— Your task —
Both the line below containing "pub enum AuthOutcome" and the line containing "active relationship or", along with every line between them, should be repeated exactly; no other line belongs in the answer.

Data extracted from a collection:
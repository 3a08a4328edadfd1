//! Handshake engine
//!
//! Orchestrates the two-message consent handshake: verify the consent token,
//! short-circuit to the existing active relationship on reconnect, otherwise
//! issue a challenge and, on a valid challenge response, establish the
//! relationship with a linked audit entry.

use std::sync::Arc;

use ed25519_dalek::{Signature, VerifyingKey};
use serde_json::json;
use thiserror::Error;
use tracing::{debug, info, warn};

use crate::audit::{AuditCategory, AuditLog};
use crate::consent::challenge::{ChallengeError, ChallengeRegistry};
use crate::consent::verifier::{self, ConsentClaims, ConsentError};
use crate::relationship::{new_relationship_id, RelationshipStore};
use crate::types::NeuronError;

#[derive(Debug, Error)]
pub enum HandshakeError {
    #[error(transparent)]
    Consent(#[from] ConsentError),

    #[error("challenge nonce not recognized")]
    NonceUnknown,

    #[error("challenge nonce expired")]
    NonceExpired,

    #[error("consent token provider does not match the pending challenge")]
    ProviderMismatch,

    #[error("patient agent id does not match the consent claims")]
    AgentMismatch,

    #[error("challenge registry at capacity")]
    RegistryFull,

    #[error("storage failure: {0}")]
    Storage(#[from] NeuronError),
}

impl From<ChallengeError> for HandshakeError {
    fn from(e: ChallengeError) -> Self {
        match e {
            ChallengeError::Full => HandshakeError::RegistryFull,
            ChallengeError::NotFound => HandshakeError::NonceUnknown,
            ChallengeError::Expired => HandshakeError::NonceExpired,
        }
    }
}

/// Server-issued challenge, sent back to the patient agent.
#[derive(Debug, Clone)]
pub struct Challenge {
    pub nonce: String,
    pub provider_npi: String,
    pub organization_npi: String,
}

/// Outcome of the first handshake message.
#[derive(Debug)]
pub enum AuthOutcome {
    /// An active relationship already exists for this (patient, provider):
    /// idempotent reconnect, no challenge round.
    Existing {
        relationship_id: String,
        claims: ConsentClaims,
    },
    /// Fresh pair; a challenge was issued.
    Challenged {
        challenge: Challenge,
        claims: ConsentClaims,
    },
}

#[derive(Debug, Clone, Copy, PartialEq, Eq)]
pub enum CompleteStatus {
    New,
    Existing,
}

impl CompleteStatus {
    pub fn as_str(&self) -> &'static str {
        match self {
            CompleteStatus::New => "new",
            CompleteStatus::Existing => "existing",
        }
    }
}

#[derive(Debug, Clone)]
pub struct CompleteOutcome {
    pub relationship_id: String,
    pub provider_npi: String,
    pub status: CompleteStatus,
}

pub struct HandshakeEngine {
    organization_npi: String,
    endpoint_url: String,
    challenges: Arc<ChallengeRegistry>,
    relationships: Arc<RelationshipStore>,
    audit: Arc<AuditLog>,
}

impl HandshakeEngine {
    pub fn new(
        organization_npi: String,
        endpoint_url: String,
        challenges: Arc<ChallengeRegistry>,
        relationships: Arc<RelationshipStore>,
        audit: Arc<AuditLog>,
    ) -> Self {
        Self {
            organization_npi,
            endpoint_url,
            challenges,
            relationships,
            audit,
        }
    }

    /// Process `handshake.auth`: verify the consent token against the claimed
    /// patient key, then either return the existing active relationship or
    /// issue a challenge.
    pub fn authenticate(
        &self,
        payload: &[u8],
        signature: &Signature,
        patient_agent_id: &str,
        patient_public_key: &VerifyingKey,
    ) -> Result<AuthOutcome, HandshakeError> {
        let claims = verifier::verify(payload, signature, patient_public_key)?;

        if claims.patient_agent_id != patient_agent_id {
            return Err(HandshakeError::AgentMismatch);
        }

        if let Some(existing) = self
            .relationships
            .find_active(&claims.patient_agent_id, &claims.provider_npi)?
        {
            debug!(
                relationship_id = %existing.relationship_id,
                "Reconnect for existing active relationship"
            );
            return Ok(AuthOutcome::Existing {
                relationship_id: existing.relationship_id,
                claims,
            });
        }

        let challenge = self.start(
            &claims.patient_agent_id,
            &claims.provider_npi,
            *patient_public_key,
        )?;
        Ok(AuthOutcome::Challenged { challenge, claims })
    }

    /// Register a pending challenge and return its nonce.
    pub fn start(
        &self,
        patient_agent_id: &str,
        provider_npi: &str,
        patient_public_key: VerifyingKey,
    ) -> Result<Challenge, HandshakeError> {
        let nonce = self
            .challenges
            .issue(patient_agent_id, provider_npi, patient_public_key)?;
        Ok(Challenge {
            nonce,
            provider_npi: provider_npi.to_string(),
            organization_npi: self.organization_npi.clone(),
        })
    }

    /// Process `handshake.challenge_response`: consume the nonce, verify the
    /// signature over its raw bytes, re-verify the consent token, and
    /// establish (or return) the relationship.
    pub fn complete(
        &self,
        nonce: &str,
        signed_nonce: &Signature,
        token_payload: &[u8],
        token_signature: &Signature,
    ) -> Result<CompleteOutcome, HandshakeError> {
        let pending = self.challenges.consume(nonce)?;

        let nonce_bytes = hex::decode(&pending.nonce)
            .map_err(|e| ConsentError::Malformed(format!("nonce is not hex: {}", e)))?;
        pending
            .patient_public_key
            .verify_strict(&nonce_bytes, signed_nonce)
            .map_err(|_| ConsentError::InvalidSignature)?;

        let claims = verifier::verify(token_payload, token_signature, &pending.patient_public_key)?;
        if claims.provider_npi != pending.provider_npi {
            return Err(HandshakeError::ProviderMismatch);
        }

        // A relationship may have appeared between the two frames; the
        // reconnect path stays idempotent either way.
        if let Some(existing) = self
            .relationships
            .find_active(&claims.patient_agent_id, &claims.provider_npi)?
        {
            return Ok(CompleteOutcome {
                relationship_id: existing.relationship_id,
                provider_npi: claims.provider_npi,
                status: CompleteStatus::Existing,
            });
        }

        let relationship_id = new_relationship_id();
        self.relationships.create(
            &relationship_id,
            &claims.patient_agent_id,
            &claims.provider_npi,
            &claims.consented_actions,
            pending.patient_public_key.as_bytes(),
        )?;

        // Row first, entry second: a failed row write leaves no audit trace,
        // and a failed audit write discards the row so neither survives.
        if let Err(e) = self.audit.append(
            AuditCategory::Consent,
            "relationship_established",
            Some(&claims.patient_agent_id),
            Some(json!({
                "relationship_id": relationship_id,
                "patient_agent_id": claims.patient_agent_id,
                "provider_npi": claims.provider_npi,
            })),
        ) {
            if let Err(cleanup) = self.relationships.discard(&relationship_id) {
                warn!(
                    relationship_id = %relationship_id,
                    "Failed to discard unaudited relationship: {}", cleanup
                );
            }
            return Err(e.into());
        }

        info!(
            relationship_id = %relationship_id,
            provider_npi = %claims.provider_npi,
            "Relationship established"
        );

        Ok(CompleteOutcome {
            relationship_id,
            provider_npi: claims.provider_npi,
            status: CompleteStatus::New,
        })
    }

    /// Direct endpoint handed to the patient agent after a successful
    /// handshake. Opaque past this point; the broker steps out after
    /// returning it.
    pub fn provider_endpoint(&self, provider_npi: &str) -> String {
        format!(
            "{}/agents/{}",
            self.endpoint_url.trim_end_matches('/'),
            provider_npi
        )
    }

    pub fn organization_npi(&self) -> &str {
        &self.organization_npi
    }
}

— Output of the task —
pub enum AuthOutcome {
    /// An active relationship already exists for this (patient, provider):
    /// idempotent reconnect, no challenge round.
    Existing {
        relationship_id: String,
        claims: ConsentClaims,
    },
    /// Fresh pair; a challenge was issued.
    Challenged {
        challenge: Challenge,
        claims: ConsentClaims,
    },
}

#[derive(Debug, Clone, Copy, PartialEq, Eq)]
pub enum CompleteStatus {
    New,
    Existing,
}

impl CompleteStatus {
    pub fn as_str(&self) -> &'static str {
        match self {
            CompleteStatus::New => "new",
            CompleteStatus::Existing => "existing",
        }
    }
}

#[derive(Debug, Clone)]
pub struct CompleteOutcome {
    pub relationship_id: String,
    pub provider_npi: String,
    pub status: CompleteStatus,
}

pub struct HandshakeEngine {
    organization_npi: String,
    endpoint_url: String,
    challenges: Arc<ChallengeRegistry>,
    relationships: Arc<RelationshipStore>,
    audit: Arc<AuditLog>,
}

impl HandshakeEngine {
    pub fn new(
        organization_npi: String,
        endpoint_url: String,
        challenges: Arc<ChallengeRegistry>,
        relationships: Arc<RelationshipStore>,
        audit: Arc<AuditLog>,
    ) -> Self {
        Self {
            organization_npi,
            endpoint_url,
            challenges,
            relationships,
            audit,
        }
    }

    /// Process `handshake.auth`: verify the consent token against the claimed
    /// patient key, then either return the existing active relationship or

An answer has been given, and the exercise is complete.